_What is being asked_. Retype, word for word, every line of the records below starting at the one that contains "let state = Rc::new(RenderState::default());" and ending at the one that contains "assert_eq!(geom_node.num_geoms(), 1);"; include both of those lines and nothing more.

Extracted data entries
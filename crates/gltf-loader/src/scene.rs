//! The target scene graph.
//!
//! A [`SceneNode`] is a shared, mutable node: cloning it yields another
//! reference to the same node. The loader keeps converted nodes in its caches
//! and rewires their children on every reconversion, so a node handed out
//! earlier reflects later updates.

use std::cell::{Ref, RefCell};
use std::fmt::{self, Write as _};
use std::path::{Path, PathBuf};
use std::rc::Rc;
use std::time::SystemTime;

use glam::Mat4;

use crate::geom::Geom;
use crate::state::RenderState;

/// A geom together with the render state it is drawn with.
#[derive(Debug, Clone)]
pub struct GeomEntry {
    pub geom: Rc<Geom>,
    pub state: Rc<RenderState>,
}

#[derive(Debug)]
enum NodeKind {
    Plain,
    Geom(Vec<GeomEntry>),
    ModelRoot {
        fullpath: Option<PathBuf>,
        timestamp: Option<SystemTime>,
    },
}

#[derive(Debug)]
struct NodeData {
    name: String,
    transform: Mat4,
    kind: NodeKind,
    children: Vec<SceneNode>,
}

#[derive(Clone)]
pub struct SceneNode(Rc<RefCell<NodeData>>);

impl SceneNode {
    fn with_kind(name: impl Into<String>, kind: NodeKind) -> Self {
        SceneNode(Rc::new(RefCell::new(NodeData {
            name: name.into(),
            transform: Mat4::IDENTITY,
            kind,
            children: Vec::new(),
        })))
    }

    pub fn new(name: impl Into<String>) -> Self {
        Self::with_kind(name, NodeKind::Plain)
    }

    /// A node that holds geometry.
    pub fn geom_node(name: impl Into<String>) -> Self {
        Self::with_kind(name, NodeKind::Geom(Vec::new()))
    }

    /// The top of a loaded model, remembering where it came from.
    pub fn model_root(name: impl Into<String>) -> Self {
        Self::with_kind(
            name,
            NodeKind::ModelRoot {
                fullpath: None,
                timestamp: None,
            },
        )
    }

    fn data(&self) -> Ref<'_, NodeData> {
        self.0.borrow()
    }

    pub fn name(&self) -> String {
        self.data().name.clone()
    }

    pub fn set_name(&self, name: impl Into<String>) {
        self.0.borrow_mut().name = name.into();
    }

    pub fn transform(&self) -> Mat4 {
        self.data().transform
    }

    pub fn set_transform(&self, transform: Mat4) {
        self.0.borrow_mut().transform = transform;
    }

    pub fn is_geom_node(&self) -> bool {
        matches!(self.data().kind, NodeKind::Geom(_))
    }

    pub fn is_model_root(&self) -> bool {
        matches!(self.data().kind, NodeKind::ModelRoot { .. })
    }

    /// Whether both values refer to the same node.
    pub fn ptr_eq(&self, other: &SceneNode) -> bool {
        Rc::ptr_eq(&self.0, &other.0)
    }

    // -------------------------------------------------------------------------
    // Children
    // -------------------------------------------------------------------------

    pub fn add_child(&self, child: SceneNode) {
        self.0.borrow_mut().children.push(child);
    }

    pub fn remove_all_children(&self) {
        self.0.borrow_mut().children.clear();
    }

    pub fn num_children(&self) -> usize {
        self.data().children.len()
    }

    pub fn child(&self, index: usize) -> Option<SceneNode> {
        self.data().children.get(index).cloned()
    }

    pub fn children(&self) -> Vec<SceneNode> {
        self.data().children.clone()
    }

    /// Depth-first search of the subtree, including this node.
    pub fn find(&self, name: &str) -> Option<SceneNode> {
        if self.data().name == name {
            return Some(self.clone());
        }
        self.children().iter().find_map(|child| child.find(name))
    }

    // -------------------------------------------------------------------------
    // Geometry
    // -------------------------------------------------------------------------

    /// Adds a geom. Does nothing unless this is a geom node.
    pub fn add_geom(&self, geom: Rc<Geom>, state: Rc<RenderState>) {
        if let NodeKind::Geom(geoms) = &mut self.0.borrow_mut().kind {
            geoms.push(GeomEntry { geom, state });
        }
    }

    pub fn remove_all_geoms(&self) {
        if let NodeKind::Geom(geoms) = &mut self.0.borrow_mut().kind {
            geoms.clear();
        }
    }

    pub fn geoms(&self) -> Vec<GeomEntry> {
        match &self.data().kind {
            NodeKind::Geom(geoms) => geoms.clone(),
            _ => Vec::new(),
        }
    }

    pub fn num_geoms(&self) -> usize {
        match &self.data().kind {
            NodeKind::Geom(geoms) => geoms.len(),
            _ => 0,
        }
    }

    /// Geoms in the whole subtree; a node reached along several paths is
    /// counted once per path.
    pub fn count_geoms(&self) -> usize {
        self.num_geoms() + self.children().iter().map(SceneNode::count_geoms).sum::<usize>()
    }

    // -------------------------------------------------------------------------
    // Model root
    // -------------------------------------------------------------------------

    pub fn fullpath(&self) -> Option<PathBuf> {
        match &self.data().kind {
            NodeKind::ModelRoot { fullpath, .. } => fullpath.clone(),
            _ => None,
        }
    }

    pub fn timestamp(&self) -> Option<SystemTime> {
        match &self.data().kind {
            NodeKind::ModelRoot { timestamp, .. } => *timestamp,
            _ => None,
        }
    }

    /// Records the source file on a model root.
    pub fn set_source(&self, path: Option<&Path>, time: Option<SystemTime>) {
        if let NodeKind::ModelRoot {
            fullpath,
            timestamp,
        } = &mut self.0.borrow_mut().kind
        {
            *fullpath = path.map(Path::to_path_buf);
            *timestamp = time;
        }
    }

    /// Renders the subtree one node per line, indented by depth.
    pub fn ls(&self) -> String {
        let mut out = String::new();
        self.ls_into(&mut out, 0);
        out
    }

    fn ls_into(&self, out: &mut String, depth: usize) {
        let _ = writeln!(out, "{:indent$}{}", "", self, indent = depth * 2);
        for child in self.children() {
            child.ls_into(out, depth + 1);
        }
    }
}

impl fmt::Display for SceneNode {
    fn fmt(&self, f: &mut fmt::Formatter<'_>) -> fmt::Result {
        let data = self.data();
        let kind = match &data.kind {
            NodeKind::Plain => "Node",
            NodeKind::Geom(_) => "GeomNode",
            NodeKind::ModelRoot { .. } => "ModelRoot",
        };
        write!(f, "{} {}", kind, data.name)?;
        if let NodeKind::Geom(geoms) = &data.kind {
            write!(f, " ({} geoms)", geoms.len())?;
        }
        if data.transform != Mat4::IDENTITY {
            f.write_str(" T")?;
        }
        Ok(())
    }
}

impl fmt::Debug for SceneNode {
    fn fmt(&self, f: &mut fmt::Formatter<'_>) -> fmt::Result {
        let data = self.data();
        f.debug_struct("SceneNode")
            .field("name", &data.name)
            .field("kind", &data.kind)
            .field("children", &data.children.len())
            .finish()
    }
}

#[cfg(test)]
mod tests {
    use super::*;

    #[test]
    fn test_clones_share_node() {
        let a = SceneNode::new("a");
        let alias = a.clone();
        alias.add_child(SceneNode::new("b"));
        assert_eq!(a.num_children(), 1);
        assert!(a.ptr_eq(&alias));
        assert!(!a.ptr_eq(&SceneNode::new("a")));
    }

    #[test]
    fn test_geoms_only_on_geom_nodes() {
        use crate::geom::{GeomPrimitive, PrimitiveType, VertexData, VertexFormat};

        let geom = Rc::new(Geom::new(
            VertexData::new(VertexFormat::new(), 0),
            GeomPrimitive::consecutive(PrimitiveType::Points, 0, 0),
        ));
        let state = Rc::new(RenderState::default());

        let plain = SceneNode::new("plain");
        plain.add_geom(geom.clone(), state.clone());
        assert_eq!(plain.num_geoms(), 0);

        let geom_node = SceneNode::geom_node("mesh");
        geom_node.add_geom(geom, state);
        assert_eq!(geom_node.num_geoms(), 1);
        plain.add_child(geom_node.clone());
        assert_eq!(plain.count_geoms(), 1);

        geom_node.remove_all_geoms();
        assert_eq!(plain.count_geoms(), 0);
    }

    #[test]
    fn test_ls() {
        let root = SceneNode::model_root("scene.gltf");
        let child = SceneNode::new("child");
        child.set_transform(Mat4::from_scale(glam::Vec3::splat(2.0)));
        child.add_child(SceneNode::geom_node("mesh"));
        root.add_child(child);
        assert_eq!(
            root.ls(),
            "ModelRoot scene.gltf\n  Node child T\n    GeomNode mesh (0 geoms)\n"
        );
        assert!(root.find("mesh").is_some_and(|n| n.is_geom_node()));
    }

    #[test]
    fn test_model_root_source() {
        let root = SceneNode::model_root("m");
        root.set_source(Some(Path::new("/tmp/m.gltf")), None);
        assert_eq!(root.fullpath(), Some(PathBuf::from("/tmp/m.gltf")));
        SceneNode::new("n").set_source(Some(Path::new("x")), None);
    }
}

_Task solution_.
        let state = Rc::new(RenderState::default());

        let plain = SceneNode::new("plain");
        plain.add_geom(geom.clone(), state.clone());
        assert_eq!(plain.num_geoms(), 0);

        let geom_node = SceneNode::geom_node("mesh");
        geom_node.add_geom(geom, state);
        assert_eq!(geom_node.num_geoms(), 1);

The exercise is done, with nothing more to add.